There are two points that need to be made.

First, even if Gibson’s portrait bears no relationship whatsoever to history, it seems to stick pretty closely to the Gospels’ general approach. Thus, any antisemitic Christians out there are already well versed in the notion that the Jews of his time killed Jesus. Gibson may be dramatizing their beliefs in a highly effective way — or he may not — but he’s certainly not telling them anything they don’t already think they know.

Yes, as Frederiksen points out, Gibson has drawn on the peculiar visions of an 18th-century nun, Anne Catherine Emmerich, to round out the Gospels’ picture of the event. Some of the nun’s narrative details are highly inflammatory, such as an image of the Jews building the cross in the courtyard of the Temple itself, a detail not found in the New Testament or, needless to say, remotely plausible as history. Gibson may yet excise this scene.

But even if he doesn’t, the Gospels themselves are no less inflammatory. In these narratives, Jesus spends much of his brief ministry fighting with Pharisees, representatives of rabbinic Judaism. He debates them on Jewish law, bringing to bear a particular beef against the Oral Torah. For this, the Jews hate him and seek to kill him.

In John’s gospel, they repeatedly try to stone him — in the Temple (8:59, 10:31)! They cry, “Crucify him, crucify him!” (19:6) In Matthew’s gospel, the Jewish mob howls, “His blood be on us and on our children!”
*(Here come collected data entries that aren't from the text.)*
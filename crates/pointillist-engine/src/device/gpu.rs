use std::sync::Arc;

use anyhow::{Context, Result};
use wgpu::SurfaceError;
use winit::dpi::PhysicalSize;
use winit::window::Window;

use super::{GpuFrame, GpuInit, SurfaceErrorAction};

/// Owns wgpu core objects and the surface configuration.
///
/// The surface holds its own `Arc` of the window, so the host does not have to
/// keep the window and the GPU context in a self-referential pair.
pub struct Gpu {
    surface: wgpu::Surface<'static>,
    device: wgpu::Device,
    queue: wgpu::Queue,
    config: wgpu::SurfaceConfiguration,
    limits: wgpu::Limits,
    size: PhysicalSize<u32>,
}

impl Gpu {
    /// Creates a GPU context bound to a window.
    ///
    /// Adapter/device acquisition is asynchronous under wgpu; hosts usually
    /// block on it once at startup.
    pub async fn new(window: Arc<Window>, init: GpuInit) -> Result<Self> {
        let size = window.inner_size();
        anyhow::ensure!(size.width > 0 && size.height > 0, "window has zero size");

        let instance = wgpu::Instance::new(&wgpu::InstanceDescriptor {
            backends: wgpu::Backends::all(),
            ..Default::default()
        });

        let surface = instance
            .create_surface(window)
            .context("failed to create wgpu surface")?;

        let adapter = instance
            .request_adapter(&wgpu::RequestAdapterOptions {
                power_preference: init.power_preference,
                compatible_surface: Some(&surface),
                force_fallback_adapter: false,
            })
            .await
            .context("failed to find a suitable GPU adapter")?;

        log::info!("using adapter: {}", adapter.get_info().name);

        let (device, queue) = adapter
            .request_device(&wgpu::DeviceDescriptor {
                label: Some("pointillist device"),
                required_features: init.required_features,
                required_limits: init.required_limits.clone(),
                experimental_features: wgpu::ExperimentalFeatures::disabled(),
                memory_hints: wgpu::MemoryHints::Performance,
                trace: wgpu::Trace::Off,
            })
            .await
            .context("failed to create wgpu device/queue")?;

        let surface_caps = surface.get_capabilities(&adapter);
        let format = choose_surface_format(&surface_caps.formats, init.prefer_srgb)
            .context("no supported surface formats")?;

        let alpha_mode = init
            .alpha_mode
            .filter(|m| surface_caps.alpha_modes.contains(m))
            .unwrap_or_else(|| {
                surface_caps
                    .alpha_modes
                    .first()
                    .copied()
                    .unwrap_or(wgpu::CompositeAlphaMode::Auto)
            });

        let config = wgpu::SurfaceConfiguration {
            usage: wgpu::TextureUsages::RENDER_ATTACHMENT,
            format,
            width: size.width,
            height: size.height,
            present_mode: init.present_mode,
            alpha_mode,
            view_formats: vec![],
            desired_maximum_frame_latency: init.desired_maximum_frame_latency,
        };

        surface.configure(&device, &config);

        Ok(Gpu {
            surface,
            limits: device.limits(),
            device,
            queue,
            config,
            size,
        })
    }

    pub fn surface_format(&self) -> wgpu::TextureFormat {
        self.config.format
    }

    /// Current drawable size (physical pixels).
    pub fn size(&self) -> PhysicalSize<u32> {
        self.size
    }

    pub fn device(&self) -> &wgpu::Device {
        &self.device
    }

    pub fn queue(&self) -> &wgpu::Queue {
        &self.queue
    }

    /// Limits actually granted by the device.
    pub fn limits(&self) -> &wgpu::Limits {
        &self.limits
    }

    /// Reconfigures the surface after a resize.
    ///
    /// wgpu rejects 0x0 surfaces (minimized windows); in that case only the
    /// stored size changes and configuration waits for a real size.
    pub fn resize(&mut self, new_size: PhysicalSize<u32>) {
        self.size = new_size;
        if new_size.width == 0 || new_size.height == 0 {
            return;
        }

        self.config.width = new_size.width;
        self.config.height = new_size.height;
        self.surface.configure(&self.device, &self.config);
    }

    /// Acquires the next surface texture and creates an encoder.
    pub fn begin_frame(&self) -> std::result::Result<GpuFrame, SurfaceError> {
        let surface_texture = self.surface.get_current_texture()?;
        let view = surface_texture
            .texture
            .create_view(&wgpu::TextureViewDescriptor::default());

        let encoder = self
            .device
            .create_command_encoder(&wgpu::CommandEncoderDescriptor {
                label: Some("pointillist frame encoder"),
            });

        Ok(GpuFrame {
            surface_texture,
            view,
            encoder,
        })
    }

    /// Submits the recorded commands and presents the frame.
    pub fn submit(&self, frame: GpuFrame) {
        self.queue.submit(std::iter::once(frame.encoder.finish()));
        drop(frame.view);
        frame.surface_texture.present();
    }

    /// Converts a `SurfaceError` into a higher-level action, reconfiguring
    /// the surface when that is what the error calls for.
    pub fn handle_surface_error(&mut self, err: SurfaceError) -> SurfaceErrorAction {
        let action = SurfaceErrorAction::classify(&err);
        if action == SurfaceErrorAction::Reconfigured
            && self.size.width > 0
            && self.size.height > 0
        {
            self.surface.configure(&self.device, &self.config);
        }
        if action == SurfaceErrorAction::Fatal {
            log::error!("surface error: {err}");
        }
        action
    }
}

fn choose_surface_format(
    formats: &[wgpu::TextureFormat],
    prefer_srgb: bool,
) -> Option<wgpu::TextureFormat> {
    if prefer_srgb {
        let preferred = [
            wgpu::TextureFormat::Bgra8UnormSrgb,
            wgpu::TextureFormat::Rgba8UnormSrgb,
        ];
        if let Some(f) = preferred.into_iter().find(|f| formats.contains(f)) {
            return Some(f);
        }
    }

    formats.first().copied()
}

#[cfg(test)]
mod tests {
    use super::*;

    #[test]
    fn prefers_srgb_when_available() {
        let formats = [
            wgpu::TextureFormat::Bgra8Unorm,
            wgpu::TextureFormat::Bgra8UnormSrgb,
        ];
        assert_eq!(
            choose_surface_format(&formats, true),
            Some(wgpu::TextureFormat::Bgra8UnormSrgb)
        );
        assert_eq!(
            choose_surface_format(&formats, false),
            Some(wgpu::TextureFormat::Bgra8Unorm)
        );
        assert_eq!(choose_surface_format(&[], true), None);
    }
}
It’s hard to believe that Gibson’s movie could be as searing as the Gospels. These words are still read by Christians of all descriptions. If they are nowhere near rioting against Jews now, I don’t suppose they are going to get suddenly whipped up to do so. Fredriksen cites some e-mails she has received from Christians who don’t like Jews. But if any religious group is genuinely out to do us harm, it’s not Christians — as the example of France, with its Muslim mobs, illustrates.

But the second reason we Jews need to learn some deep-breathing and other relaxation techniques is the one that always gets lost when others less meticulous than Fredriksen publicly humiliate a Christian for espousing his beliefs. If we are empowered to edit their doctrine, then why are they not empowered to edit ours?

In the past, Christians felt justified in telling Jews what we were entitled to write and read if it touched upon their savior. The Talmud was censored with their denunciations, and worse, in mind.

There seems little danger “The Passion” will incite violence. However, if it were to arouse Christians to demand that Jews similarly submit our faith for their approval — well, then, the attempt to cow Mel Gibson will have been most helpful to would-be Christian censors in making their case.

If Gibson someday says he would like to have a look at the Talmud with a view to fixing it up with some additional corrections, we should let Paula Fredriksen have a go at explaining to him why this would be inappropriate.

David Klinghoffer is the author of “The Discovery of God: Abraham and the Birth of Monotheism” (Doubleday).